Aucune mère ne souhaite voir son enfant en prison mais Rawia Sadek ne se laisse pas abattre par l'incarcération de sa fille, Yara Sallam.

Durant toute l'année, Sadek a fait en sorte que rien ne vienne perturber les précieuses visites d'une heure qui lui étaient accordées à la prison, ni les multiples contrôles de sécurité, ni les moments d’attente inconfortables au parloir, ni le fait d'entendre constamment sa fille qualifiée de prisonnière. Pendant toute l’année, Sadek a utilisé les médias sociaux pour parler de Yara et de tous les prisonniers et prisonnières injustement détenu-e-s en Égypte et a publié des photos de sa fille sur le hashtag #FreeYara.

Yara Sallam est une militante des droits humains égyptienne âgée de 29 ans. Avant sa détention injustifiée, elle était chercheuse en justice transitionnelle au sein de l'Initiative égyptienne pour les droits personnels (Egyptian Initiative for Personal Rights - EIPR). Le 21 juin 2014, vingt-trois jeunes activistes, parmi lesquels Yara et six autres jeunes femmes, ont été arrêtés pour avoir manifesté contre une loi restreignant drastiquement la liberté de manifester dans le pays.

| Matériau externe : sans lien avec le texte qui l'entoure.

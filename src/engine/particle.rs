//! Particle records and their effect-specific payloads.

use compact_str::CompactString;
use ratatui::style::Color;

use crate::geometry::Point;

/// Maximum number of vertices in an electric arc.
pub const MAX_ARC_POINTS: usize = 9;

/// A reusable particle record.
///
/// Records are allocated once when the [`Pool`](super::Pool) is built and
/// recycled afterwards. Effects own every field except the occupancy flag,
/// which only the pool changes.
#[derive(Debug, Clone, PartialEq)]
pub struct Particle {
    /// Whether the slot is in use.
    pub(crate) active: bool,
    /// Horizontal position in pixels.
    pub x: f64,
    /// Vertical position in pixels.
    pub y: f64,
    /// Horizontal velocity in pixels per frame.
    pub vx: f64,
    /// Vertical velocity in pixels per frame.
    pub vy: f64,
    /// Base size in pixels.
    pub size: f64,
    /// Size multiplier.
    pub scale: f64,
    /// Rotation in radians.
    pub rotation: f64,
    /// Rotation change per frame in radians.
    pub rotation_speed: f64,
    /// Frames elapsed since spawn.
    pub age: u32,
    /// Frames until the particle is retired.
    pub lifetime: u32,
    /// Color.
    pub color: Color,
    /// Opacity in `[0, 1]`.
    pub alpha: f64,
    /// Effect-specific state.
    pub data: ParticleData,
}

impl Default for Particle {
    fn default() -> Self {
        Self {
            active: false,
            x: 0.0,
            y: 0.0,
            vx: 0.0,
            vy: 0.0,
            size: 0.0,
            scale: 1.0,
            rotation: 0.0,
            rotation_speed: 0.0,
            age: 0,
            lifetime: 0,
            color: Color::White,
            alpha: 1.0,
            data: ParticleData::None,
        }
    }
}

impl Particle {
    /// Returns whether the particle occupies a pool slot.
    pub fn is_active(&self) -> bool {
        self.active
    }

    /// Normalized age in `[0, 1]`.
    pub fn progress(&self) -> f64 {
        if self.lifetime == 0 {
            1.0
        } else {
            (self.age as f64 / self.lifetime as f64).min(1.0)
        }
    }

    /// Sets position, velocity and the common defaults in one go.
    pub fn launch(&mut self, position: Point, velocity: (f64, f64), lifetime: u32) {
        self.x = position.x;
        self.y = position.y;
        self.vx = velocity.0;
        self.vy = velocity.1;
        self.age = 0;
        self.lifetime = lifetime;
        self.alpha = 1.0;
        self.scale = 1.0;
        self.rotation = 0.0;
        self.rotation_speed = 0.0;
    }

    /// Moves the particle by its velocity.
    pub fn advance(&mut self) {
        self.x += self.vx;
        self.y += self.vy;
    }
}

/// A zigzag path relative to a particle's position.
#[derive(Debug, Clone, Copy, PartialEq)]
pub struct ArcPath {
    points: [Point; MAX_ARC_POINTS],
    len: usize,
}

impl Default for ArcPath {
    fn default() -> Self {
        Self {
            points: [Point::default(); MAX_ARC_POINTS],
            len: 1,
        }
    }
}

impl ArcPath {
    /// Appends a vertex. Returns `false` when the path is full.
    pub fn push(&mut self, point: Point) -> bool {
        if self.len == MAX_ARC_POINTS {
            return false;
        }
        self.points[self.len] = point;
        self.len += 1;
        true
    }

    /// Returns the last vertex.
    pub fn last(&self) -> Point {
        self.points[self.len - 1]
    }

    /// Returns the vertices.
    pub fn points(&self) -> &[Point] {
        &self.points[..self.len]
    }

    /// Returns the vertices mutably.
    pub fn points_mut(&mut self) -> &mut [Point] {
        &mut self.points[..self.len]
    }
}

/// Per-particle state owned by a single effect.
///
/// The engine resets this to [`ParticleData::None`] whenever a slot is
/// handed out and never looks at it otherwise.
#[derive(Debug, Clone, Default, PartialEq)]
pub enum ParticleData {
    /// No effect-specific state.
    #[default]
    None,
    /// Sparkle twinkle phase.
    Sparkle {
        /// Phase of the scale pulse.
        phase_offset: f64,
    },
    /// Confetti piece.
    Confetti {
        /// Piece width.
        width: f64,
        /// Piece height.
        height: f64,
        /// 3D flip phase.
        phase: f64,
    },
    /// Floating bubble.
    Bubble {
        /// Sway phase.
        phase: f64,
        /// Sway amplitude.
        sway: f64,
        /// Spawned over a dark background.
        dark: bool,
    },
    /// Firefly light.
    Firefly {
        /// Flicker phase.
        phase: f64,
        /// Flicker speed in radians per frame.
        flicker_speed: f64,
        /// Wander phase.
        wander_phase: f64,
        /// Spawned over a dark background.
        dark: bool,
    },
    /// Expanding ring.
    Ripple {
        /// Radius growth per frame.
        expand_speed: f64,
        /// Frames before the ring appears.
        delay: u32,
    },
    /// Character outline echo.
    Echo {
        /// The echoed character.
        character: char,
        /// CSS font family.
        font_family: CompactString,
        /// CSS font weight.
        font_weight: CompactString,
        /// Frames before the echo appears.
        delay: u32,
    },
    /// Particle orbiting a vortex center.
    Vortex {
        /// Vortex center.
        center: Point,
        /// Current angle around the center.
        angle: f64,
        /// Current distance from the center.
        distance: f64,
        /// Angular speed in radians per frame, signed by direction.
        spin: f64,
    },
    /// Ice crystal.
    Frost {
        /// Number of spokes.
        spokes: u8,
    },
    /// Lightning bolt.
    Electric {
        /// Bolt vertices relative to the particle.
        path: ArcPath,
        /// Color of the bright core.
        core: Color,
    },
    /// Particle leaving a glyph outline.
    Diffuse {
        /// Frames before the particle starts moving.
        delay: u32,
    },
}

#[cfg(test)]
mod tests {
    use super::*;

    #[test]
    fn test_progress() {
        let mut particle = Particle {
            lifetime: 40,
            ..Default::default()
        };
        assert_eq!(particle.progress(), 0.0);
        particle.age = 10;
        assert_eq!(particle.progress(), 0.25);
        particle.age = 50;
        assert_eq!(particle.progress(), 1.0);
        particle.lifetime = 0;
        assert_eq!(particle.progress(), 1.0);
    }

    #[test]
    fn test_arc_path_is_bounded() {
        let mut path = ArcPath::default();
        assert_eq!(path.points(), &[Point::default()]);
        for i in 1..MAX_ARC_POINTS {
            assert!(path.push(Point::new(i as f64, 0.0)));
        }
        assert!(!path.push(Point::new(100.0, 0.0)));
        assert_eq!(path.points().len(), MAX_ARC_POINTS);
        assert_eq!(path.last(), Point::new(8.0, 0.0));
    }
}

En vigueur depuis 2013, cette loi prive toute personne du droit de manifester sans l’autorisation du gouvernement. Paradoxalement, si les jeunes manifestants égyptiens et égyptiennes n'avaient pas été suffisamment courageux pour défier le pouvoir en place en 2011 et exiger le départ de l’ex-président Hosni Moubarak, le gouvernement d’Abel Al Fattah el Sisi ne serait jamais arrivé au pouvoir.

Au moment de son arrestation ce 21 juin 2014, Yara ne participait même pas  à la manifestation non autorisée . Accompagnée de son cousin, elle était en train d’acheter une bouteille d’eau dans une boutique.  Les autorités ont relâché son cousin mais, après avoir découvert que Yara travaillait pour l'EIPR, elles ont demandé au procureur de se saisir de son cas.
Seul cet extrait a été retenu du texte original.